**Task description:** In the entries below, find the line with "filename proposal/src/error.rs" and the line with "of range for"; give again those lines and every line between them, exactly.

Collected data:
******************************

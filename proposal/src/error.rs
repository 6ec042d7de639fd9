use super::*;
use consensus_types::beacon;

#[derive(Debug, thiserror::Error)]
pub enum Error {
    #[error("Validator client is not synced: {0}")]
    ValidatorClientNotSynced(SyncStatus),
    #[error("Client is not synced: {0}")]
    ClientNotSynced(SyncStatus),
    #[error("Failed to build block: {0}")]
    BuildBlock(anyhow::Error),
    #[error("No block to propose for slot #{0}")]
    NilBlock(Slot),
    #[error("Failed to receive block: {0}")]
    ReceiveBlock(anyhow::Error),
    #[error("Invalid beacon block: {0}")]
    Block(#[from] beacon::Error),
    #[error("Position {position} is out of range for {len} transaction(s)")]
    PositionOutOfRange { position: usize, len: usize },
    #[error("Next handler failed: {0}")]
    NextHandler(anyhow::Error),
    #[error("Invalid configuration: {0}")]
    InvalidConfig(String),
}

******************************

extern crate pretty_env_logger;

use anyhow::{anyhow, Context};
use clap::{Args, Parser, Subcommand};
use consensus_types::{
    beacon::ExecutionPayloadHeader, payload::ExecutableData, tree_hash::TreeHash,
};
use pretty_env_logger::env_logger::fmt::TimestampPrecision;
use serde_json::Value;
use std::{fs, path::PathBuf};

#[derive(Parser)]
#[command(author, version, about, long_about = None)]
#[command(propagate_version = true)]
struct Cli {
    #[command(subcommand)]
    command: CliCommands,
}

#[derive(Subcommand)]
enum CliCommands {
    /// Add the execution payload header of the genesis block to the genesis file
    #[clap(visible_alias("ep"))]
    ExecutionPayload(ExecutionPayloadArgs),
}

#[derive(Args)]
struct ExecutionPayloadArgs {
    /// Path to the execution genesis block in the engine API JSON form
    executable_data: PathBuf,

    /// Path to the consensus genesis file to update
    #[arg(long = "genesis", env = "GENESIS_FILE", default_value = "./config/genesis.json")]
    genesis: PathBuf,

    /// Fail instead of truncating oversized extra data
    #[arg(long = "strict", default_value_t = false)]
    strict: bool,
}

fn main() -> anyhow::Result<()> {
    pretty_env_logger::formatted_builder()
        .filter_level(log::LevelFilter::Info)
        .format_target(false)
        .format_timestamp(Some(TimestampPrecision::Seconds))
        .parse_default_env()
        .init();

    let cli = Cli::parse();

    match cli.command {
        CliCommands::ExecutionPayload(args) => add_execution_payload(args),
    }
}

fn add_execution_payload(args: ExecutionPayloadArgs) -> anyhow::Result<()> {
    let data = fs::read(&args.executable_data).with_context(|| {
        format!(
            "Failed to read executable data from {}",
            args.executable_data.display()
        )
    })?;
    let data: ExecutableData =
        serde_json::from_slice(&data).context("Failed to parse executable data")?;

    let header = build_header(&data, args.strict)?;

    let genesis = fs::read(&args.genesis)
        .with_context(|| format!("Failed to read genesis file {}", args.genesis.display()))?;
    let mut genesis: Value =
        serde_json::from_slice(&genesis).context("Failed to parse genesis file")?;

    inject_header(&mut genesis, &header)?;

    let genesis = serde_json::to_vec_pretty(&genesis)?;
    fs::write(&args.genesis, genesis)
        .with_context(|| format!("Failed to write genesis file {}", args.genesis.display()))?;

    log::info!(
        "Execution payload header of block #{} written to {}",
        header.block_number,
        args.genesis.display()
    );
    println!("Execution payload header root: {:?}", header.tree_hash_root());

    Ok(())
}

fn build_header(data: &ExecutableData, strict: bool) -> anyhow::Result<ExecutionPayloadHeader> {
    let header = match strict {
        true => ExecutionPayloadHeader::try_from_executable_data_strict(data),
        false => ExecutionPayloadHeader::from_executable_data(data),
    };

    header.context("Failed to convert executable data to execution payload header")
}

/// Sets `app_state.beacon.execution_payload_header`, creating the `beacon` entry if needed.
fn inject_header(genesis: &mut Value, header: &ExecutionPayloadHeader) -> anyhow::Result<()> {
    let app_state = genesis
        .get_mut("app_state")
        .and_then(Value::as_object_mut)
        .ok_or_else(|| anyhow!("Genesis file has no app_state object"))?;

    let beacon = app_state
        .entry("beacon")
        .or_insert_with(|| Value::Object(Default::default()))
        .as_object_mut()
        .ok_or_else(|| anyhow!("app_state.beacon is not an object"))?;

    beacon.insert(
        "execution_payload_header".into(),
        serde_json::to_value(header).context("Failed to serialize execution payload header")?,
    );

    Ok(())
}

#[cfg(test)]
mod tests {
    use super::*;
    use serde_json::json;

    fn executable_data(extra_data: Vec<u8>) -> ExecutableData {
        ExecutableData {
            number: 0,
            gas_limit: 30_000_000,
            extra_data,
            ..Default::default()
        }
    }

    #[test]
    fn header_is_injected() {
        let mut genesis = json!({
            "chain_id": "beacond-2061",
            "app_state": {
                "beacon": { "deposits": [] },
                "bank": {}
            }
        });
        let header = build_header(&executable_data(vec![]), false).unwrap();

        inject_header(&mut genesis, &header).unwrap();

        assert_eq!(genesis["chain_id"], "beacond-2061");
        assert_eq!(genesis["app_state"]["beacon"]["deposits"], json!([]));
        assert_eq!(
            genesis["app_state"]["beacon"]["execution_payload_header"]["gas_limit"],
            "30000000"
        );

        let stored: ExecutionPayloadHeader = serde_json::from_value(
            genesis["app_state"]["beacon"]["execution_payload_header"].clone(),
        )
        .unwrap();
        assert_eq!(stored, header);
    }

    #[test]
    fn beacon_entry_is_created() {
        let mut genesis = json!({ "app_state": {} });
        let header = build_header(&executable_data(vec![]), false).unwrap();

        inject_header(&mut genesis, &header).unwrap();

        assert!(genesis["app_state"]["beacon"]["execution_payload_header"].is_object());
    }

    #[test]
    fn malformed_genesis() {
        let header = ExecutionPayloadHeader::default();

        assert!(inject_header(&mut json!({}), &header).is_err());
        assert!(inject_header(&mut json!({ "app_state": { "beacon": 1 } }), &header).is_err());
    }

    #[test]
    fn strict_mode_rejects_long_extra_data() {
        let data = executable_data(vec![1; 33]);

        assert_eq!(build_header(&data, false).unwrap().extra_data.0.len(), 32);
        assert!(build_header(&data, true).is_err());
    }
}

******************************

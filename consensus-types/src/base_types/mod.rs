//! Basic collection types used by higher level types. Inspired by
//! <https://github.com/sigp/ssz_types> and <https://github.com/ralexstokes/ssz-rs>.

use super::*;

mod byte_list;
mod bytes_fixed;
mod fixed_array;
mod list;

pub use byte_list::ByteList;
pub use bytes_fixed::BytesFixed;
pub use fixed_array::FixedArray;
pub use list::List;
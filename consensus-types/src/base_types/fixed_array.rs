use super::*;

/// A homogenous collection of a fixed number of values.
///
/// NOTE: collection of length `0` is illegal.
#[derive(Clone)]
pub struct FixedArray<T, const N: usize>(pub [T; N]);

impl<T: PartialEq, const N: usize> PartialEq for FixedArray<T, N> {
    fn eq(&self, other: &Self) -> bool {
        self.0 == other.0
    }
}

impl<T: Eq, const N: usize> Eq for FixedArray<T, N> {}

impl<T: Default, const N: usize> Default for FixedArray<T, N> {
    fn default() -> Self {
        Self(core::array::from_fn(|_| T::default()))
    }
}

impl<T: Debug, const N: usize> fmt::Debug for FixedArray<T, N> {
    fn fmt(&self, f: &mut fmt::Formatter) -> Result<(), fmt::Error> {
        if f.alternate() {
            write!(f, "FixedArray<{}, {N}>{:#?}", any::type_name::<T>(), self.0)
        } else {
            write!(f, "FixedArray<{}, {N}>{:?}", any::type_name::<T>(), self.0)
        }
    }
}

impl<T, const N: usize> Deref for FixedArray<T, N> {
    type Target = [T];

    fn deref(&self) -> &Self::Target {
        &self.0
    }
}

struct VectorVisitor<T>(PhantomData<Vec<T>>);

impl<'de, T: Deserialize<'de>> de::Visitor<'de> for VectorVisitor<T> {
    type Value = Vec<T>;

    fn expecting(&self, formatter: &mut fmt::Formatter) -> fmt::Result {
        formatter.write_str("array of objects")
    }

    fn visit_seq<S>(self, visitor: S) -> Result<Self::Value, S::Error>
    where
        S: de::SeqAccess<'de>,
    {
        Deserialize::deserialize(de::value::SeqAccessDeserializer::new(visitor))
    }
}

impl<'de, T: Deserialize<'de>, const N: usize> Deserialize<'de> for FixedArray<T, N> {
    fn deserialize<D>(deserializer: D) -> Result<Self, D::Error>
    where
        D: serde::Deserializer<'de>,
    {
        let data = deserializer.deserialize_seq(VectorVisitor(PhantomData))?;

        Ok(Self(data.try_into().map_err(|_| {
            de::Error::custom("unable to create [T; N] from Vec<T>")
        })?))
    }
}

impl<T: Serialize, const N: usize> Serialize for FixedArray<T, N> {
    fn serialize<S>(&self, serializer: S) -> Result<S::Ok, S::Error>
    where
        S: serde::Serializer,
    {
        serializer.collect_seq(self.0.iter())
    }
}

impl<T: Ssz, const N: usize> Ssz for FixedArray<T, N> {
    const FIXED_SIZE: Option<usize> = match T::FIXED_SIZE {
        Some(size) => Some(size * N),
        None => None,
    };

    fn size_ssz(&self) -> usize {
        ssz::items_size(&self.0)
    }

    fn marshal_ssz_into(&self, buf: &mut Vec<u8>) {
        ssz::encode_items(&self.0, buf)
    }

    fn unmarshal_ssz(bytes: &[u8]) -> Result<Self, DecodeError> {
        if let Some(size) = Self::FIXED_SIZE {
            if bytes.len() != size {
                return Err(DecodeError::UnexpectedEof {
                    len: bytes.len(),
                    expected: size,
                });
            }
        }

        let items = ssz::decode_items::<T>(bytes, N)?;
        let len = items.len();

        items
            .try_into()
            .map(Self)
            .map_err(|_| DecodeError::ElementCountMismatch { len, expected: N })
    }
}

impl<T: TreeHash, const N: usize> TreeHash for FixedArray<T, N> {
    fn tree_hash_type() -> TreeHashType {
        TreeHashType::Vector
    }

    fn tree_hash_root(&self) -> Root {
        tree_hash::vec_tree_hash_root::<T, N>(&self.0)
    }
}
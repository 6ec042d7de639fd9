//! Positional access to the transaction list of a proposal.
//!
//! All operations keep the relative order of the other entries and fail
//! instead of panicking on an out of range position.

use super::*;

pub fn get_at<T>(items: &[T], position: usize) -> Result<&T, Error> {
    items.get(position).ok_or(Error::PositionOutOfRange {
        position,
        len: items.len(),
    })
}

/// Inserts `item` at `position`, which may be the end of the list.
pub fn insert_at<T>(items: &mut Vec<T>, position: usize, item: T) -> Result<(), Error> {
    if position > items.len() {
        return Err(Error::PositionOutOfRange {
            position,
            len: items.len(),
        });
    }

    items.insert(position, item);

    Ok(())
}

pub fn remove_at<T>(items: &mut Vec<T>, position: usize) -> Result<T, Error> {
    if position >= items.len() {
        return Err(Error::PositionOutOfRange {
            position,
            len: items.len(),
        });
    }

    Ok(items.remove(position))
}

******************************

**Task output:**
filename proposal/src/error.rs
repository 6ec042d7de639fd9
use super::*;
use consensus_types::beacon;

#[derive(Debug, thiserror::Error)]
pub enum Error {
    #[error("Validator client is not synced: {0}")]
    ValidatorClientNotSynced(SyncStatus),
    #[error("Client is not synced: {0}")]
    ClientNotSynced(SyncStatus),
    #[error("Failed to build block: {0}")]
    BuildBlock(anyhow::Error),
    #[error("No block to propose for slot #{0}")]
    NilBlock(Slot),
    #[error("Failed to receive block: {0}")]
    ReceiveBlock(anyhow::Error),
    #[error("Invalid beacon block: {0}")]
    Block(#[from] beacon::Error),
    #[error("Position {position} is out of range for {len} transaction(s)")]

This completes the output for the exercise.